## About this exercise
Check every line of the material below for the string "Display", and return the ones that have it.

(Entries shown begins)

use std::fmt;

use serde_json::Value;

/// Categories of API failures.
///
/// Callers branch on the kind: `Authentication` ends the session, the other
/// two are surfaced locally.
#[derive(Debug, Clone, Copy, PartialEq, Eq)]
pub enum ApiErrorKind {
    /// HTTP 401 or 403
    Authentication,
    /// The request never completed (DNS, connect, timeout)
    Transport,
    /// Any other non-2xx status, or an undecodable 2xx body
    Status,
}

impl fmt::Display for ApiErrorKind {
    fn fmt(&self, f: &mut fmt::Formatter<'_>) -> fmt::Result {
        match self {
            ApiErrorKind::Authentication => write!(f, "authentication"),
            ApiErrorKind::Transport => write!(f, "transport"),
            ApiErrorKind::Status => write!(f, "status"),
        }
    }
}

/// Structured error returned by every [`ApiClient`](super::ApiClient) operation.
#[derive(Debug, Clone, PartialEq, Eq)]
pub struct ApiError {
    /// Error category
    pub kind: ApiErrorKind,
    /// HTTP status when a response was received
    pub status: Option<u16>,
    /// Server-provided message, or a description of the failure
    pub message: String,
}

impl ApiError {
    pub fn new(kind: ApiErrorKind, status: Option<u16>, message: impl Into<String>) -> Self {
        Self {
            kind,
            status,
            message: message.into(),
        }
    }

    pub fn authentication(status: u16, message: impl Into<String>) -> Self {
        Self::new(ApiErrorKind::Authentication, Some(status), message)
    }

    pub fn transport(message: impl Into<String>) -> Self {
        Self::new(ApiErrorKind::Transport, None, message)
    }

    pub fn status(status: u16, message: impl Into<String>) -> Self {
        Self::new(ApiErrorKind::Status, Some(status), message)
    }

    /// Builds the error for a non-2xx response.
    ///
    /// 401 and 403 are authentication failures; everything else keeps the
    /// status and the best message found in the body.
    pub fn from_response(status: u16, body: &str, reason: Option<&str>) -> Self {
        let message = extract_server_message(body)
            .or_else(|| reason.map(str::to_string))
            .unwrap_or_else(|| format!("HTTP {status}"));

        if matches!(status, 401 | 403) {
            Self::authentication(status, message)
        } else {
            Self::status(status, message)
        }
    }

    pub fn is_authentication(&self) -> bool {
        self.kind == ApiErrorKind::Authentication
    }

    pub fn is_transport(&self) -> bool {
        self.kind == ApiErrorKind::Transport
    }
}

impl fmt::Display for ApiError {
    fn fmt(&self, f: &mut fmt::Formatter<'_>) -> fmt::Result {
        match (self.kind, self.status) {
            (ApiErrorKind::Authentication, Some(status)) => {
                write!(f, "authentication failed (HTTP {status}): {}", self.message)
            }
            (ApiErrorKind::Authentication, None) => {
                write!(f, "authentication failed: {}", self.message)
            }
            (ApiErrorKind::Transport, _) => write!(f, "transport error: {}", self.message),
            (ApiErrorKind::Status, Some(status)) => write!(f, "HTTP {status}: {}", self.message),
            (ApiErrorKind::Status, None) => write!(f, "{}", self.message),
        }
    }
}

impl std::error::Error for ApiError {}

/// Result type for API operations.
pub type ApiResult<T> = std::result::Result<T, ApiError>;

pub(crate) fn classify_reqwest_error(e: &reqwest::Error) -> ApiError {
    if e.is_timeout() {
        ApiError::transport(format!("Request timed out: {e}"))
    } else if e.is_connect() {
        ApiError::transport(format!("Connection failed: {e}"))
    } else if let Some(status) = e.status() {
        ApiError::from_response(status.as_u16(), "", status.canonical_reason())
    } else {
        ApiError::transport(format!("Network error: {e}"))
    }
}

/// Pulls a human-readable message out of an error body.
///
/// Order: `detail` string, `detail` validation array (joined `msg` fields),
/// `message` string, then the trimmed raw body.
pub fn extract_server_message(body: &str) -> Option<String> {
    let trimmed = body.trim();
    if trimmed.is_empty() {
        return None;
    }

    if let Ok(json) = serde_json::from_str::<Value>(trimmed) {
        match json.get("detail") {
            Some(Value::String(detail)) if !detail.trim().is_empty() => {
                return Some(detail.trim().to_string());
            }
            Some(Value::Array(items)) => {
                let msgs: Vec<&str> = items
                    .iter()
                    .filter_map(|item| item.get("msg").and_then(Value::as_str))
                    .collect();
                if !msgs.is_empty() {
                    return Some(msgs.join("; "));
                }
            }
            _ => {}
        }

        if let Some(message) = json.get("message").and_then(Value::as_str)
            && !message.trim().is_empty()
        {
            return Some(message.trim().to_string());
        }
    }

    Some(trimmed.to_string())
}
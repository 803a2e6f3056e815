//! Plain-text rendering of view models. No decisions are made here.

use std::fmt::Write as _;

use chrono::Local;
use comfy_table::{ContentArrangement, Table};
use trafego_core::api::{Campaign, CampaignMetrics, PlatformSummary, UserProfile};
use trafego_core::dashboard::{DashboardStats, DashboardView, Phase};

pub fn money(value: f64) -> String {
    format!("R$ {value:.2}")
}

fn platform_label(platform: &str) -> String {
    if platform.is_empty() {
        "N/A".to_string()
    } else {
        platform.replacen('_', " ", 1)
    }
}

fn new_table() -> Table {
    let mut table = Table::new();
    table.set_content_arrangement(ContentArrangement::Dynamic);
    table
}

/// Six stat cards as a single-row table.
pub fn stat_cards(stats: &DashboardStats) -> String {
    let mut table = new_table();
    table.set_header(vec![
        "Total",
        "Active",
        "Paused",
        "Draft",
        "Total Spent",
        "Total Budget",
    ]);
    table.add_row(vec![
        stats.total.to_string(),
        stats.active.to_string(),
        stats.paused.to_string(),
        stats.draft.to_string(),
        money(stats.total_spent),
        money(stats.total_budget),
    ]);
    table.to_string()
}

pub fn campaign_table(campaigns: &[Campaign]) -> String {
    let mut table = new_table();
    table.set_header(vec![
        "ID", "Name", "Platform", "Status", "Budget", "Spent", "Start",
    ]);
    for campaign in campaigns {
        table.add_row(vec![
            campaign.id.clone(),
            campaign.name.clone(),
            platform_label(&campaign.platform),
            campaign.status.to_string(),
            money(campaign.budget_amount),
            money(campaign.total_spent),
            campaign
                .start_date
                .map_or_else(|| "N/A".to_string(), |d| d.format("%Y-%m-%d").to_string()),
        ]);
    }
    table.to_string()
}

pub fn dashboard(view: &DashboardView, rows: usize, user: Option<&UserProfile>) -> String {
    let mut out = String::new();

    if let Some(user) = user {
        let _ = writeln!(out, "Campaign dashboard · {} ({})", user.name, user.role);
    } else {
        let _ = writeln!(out, "Campaign dashboard");
    }
    out.push('\n');

    if view.phase == Phase::Loading {
        out.push_str("Loading campaigns...\n");
        return out;
    }

    if let Some(error) = &view.error {
        let _ = writeln!(out, "Error: {error}");
        if view.stale {
            out.push_str("Showing data from the last successful refresh.\n");
        }
        out.push('\n');
    }

    out.push_str(&stat_cards(&view.stats));
    out.push_str("\n\n");

    let _ = writeln!(out, "Campaigns ({})", view.campaigns.len());
    if view.campaigns.is_empty() {
        if view.error.is_none() {
            out.push_str(
                "No campaigns found. Run `trafego campaigns populate-sample` to load sample data.\n",
            );
        }
    } else {
        let shown = &view.campaigns[..view.campaigns.len().min(rows)];
        out.push_str(&campaign_table(shown));
        out.push('\n');
        if shown.len() < view.campaigns.len() {
            let _ = writeln!(
                out,
                "... {} more (see `trafego campaigns list`)",
                view.campaigns.len() - shown.len()
            );
        }
    }

    if let Some(at) = view.last_updated {
        let _ = writeln!(
            out,
            "\nLast updated: {}",
            at.with_timezone(&Local).format("%H:%M:%S")
        );
    }

    out
}

pub fn campaign_detail(campaign: &Campaign) -> String {
    let mut table = new_table();
    let date = |d: Option<chrono::NaiveDate>| {
        d.map_or_else(|| "N/A".to_string(), |d| d.format("%Y-%m-%d").to_string())
    };
    let rows: Vec<(&str, String)> = vec![
        ("ID", campaign.id.clone()),
        ("Name", campaign.name.clone()),
        ("Platform", platform_label(&campaign.platform)),
        ("Status", campaign.status.to_string()),
        ("Budget type", campaign.budget_type.clone()),
        ("Budget", money(campaign.budget_amount)),
        ("Spent", money(campaign.total_spent)),
        ("Start", date(campaign.start_date)),
        ("End", date(campaign.end_date)),
        ("Impressions", campaign.impressions.to_string()),
        ("Clicks", campaign.clicks.to_string()),
        ("Conversions", campaign.conversions.to_string()),
    ];
    for (label, value) in rows {
        table.add_row(vec![label.to_string(), value]);
    }
    table.to_string()
}

pub fn metrics(metrics: &CampaignMetrics) -> String {
    let m = &metrics.metrics;
    let mut table = new_table();
    table.set_header(vec!["Metric", "Value"]);
    let rows: Vec<(&str, String)> = vec![
        ("Total spent", money(m.total_spent)),
        ("Impressions", m.impressions.to_string()),
        ("Clicks", m.clicks.to_string()),
        ("Conversions", m.conversions.to_string()),
        ("CTR", format!("{:.2}%", m.ctr)),
        ("CPC", money(m.cpc)),
        ("Conversion rate", format!("{:.2}%", m.conversion_rate)),
        ("Budget remaining", money(m.budget_remaining)),
        ("Budget utilization", format!("{:.2}%", m.budget_utilization)),
    ];
    for (label, value) in rows {
        table.add_row(vec![label.to_string(), value]);
    }

    format!(
        "{} (#{}) · {} · {}\n{}",
        metrics.campaign_name,
        metrics.campaign_id,
        platform_label(&metrics.platform),
        metrics.status,
        table
    )
}

pub fn platform_summary(summary: &PlatformSummary) -> String {
    if summary.total_campaigns == 0 {
        let message = summary
            .message
            .as_deref()
            .unwrap_or("No campaigns found for this platform");
        return format!("{}: {message}", platform_label(&summary.platform));
    }

    let mut table = new_table();
    table.set_header(vec!["Metric", "Value"]);
    let rows: Vec<(&str, String)> = vec![
        ("Campaigns", summary.total_campaigns.to_string()),
        ("Active", summary.active_campaigns.to_string()),
        ("Total spent", money(summary.total_spent)),
        ("Total budget", money(summary.total_budget)),
        ("Budget utilization", format!("{:.2}%", summary.budget_utilization)),
        ("Average CTR", format!("{:.2}%", summary.average_ctr)),
    ];
    for (label, value) in rows {
        table.add_row(vec![label.to_string(), value]);
    }
    format!("{}\n{}", platform_label(&summary.platform), table)
}

#[cfg(test)]
mod tests {
    use super::*;
    use trafego_core::api::CampaignStatus;

    fn campaign(id: usize) -> Campaign {
        Campaign {
            id: id.to_string(),
            name: format!("Campaign {id}"),
            platform: "google_ads".to_string(),
            status: CampaignStatus::Active,
            budget_type: "daily".to_string(),
            budget_amount: 100.0,
            total_spent: 12.5,
            start_date: None,
            end_date: None,
            impressions: 0,
            clicks: 0,
            conversions: 0,
        }
    }

    fn ready_view(campaigns: Vec<Campaign>) -> DashboardView {
        DashboardView {
            phase: Phase::Ready,
            stats: DashboardStats::from_campaigns(&campaigns),
            campaigns,
            error: None,
            stale: false,
            last_updated: None,
        }
    }

    #[test]
    fn test_money_has_two_decimals() {
        assert_eq!(money(1500.5), "R$ 1500.50");
        assert_eq!(money(0.0), "R$ 0.00");
    }

    #[test]
    fn test_dashboard_limits_rows() {
        let view = ready_view((1..=12).map(campaign).collect());
        let out = dashboard(&view, 10, None);

        assert!(out.contains("Campaigns (12)"));
        assert!(out.contains("Campaign 10"));
        assert!(!out.contains("Campaign 11"));
        assert!(out.contains("... 2 more"));
        assert!(out.contains("R$ 1200.00"));
    }

    #[test]
    fn test_dashboard_empty_suggests_sample_data() {
        let out = dashboard(&ready_view(Vec::new()), 10, None);
        assert!(out.contains("No campaigns found"));
    }

    #[test]
    fn test_dashboard_shows_error_with_stale_data() {
        let mut view = ready_view(vec![campaign(1)]);
        view.phase = Phase::Failed;
        view.error = Some("Server unreachable.".to_string());
        view.stale = true;

        let out = dashboard(&view, 10, None);
        assert!(out.contains("Error: Server unreachable."));
        assert!(out.contains("last successful refresh"));
        assert!(out.contains("Campaign 1"));
    }

    #[test]
    fn test_platform_label() {
        assert_eq!(platform_label("google_ads"), "google ads");
        assert_eq!(platform_label(""), "N/A");
    }
}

(Entries shown ends)

## Response to this task
impl fmt::Display for ApiErrorKind {
impl fmt::Display for ApiError {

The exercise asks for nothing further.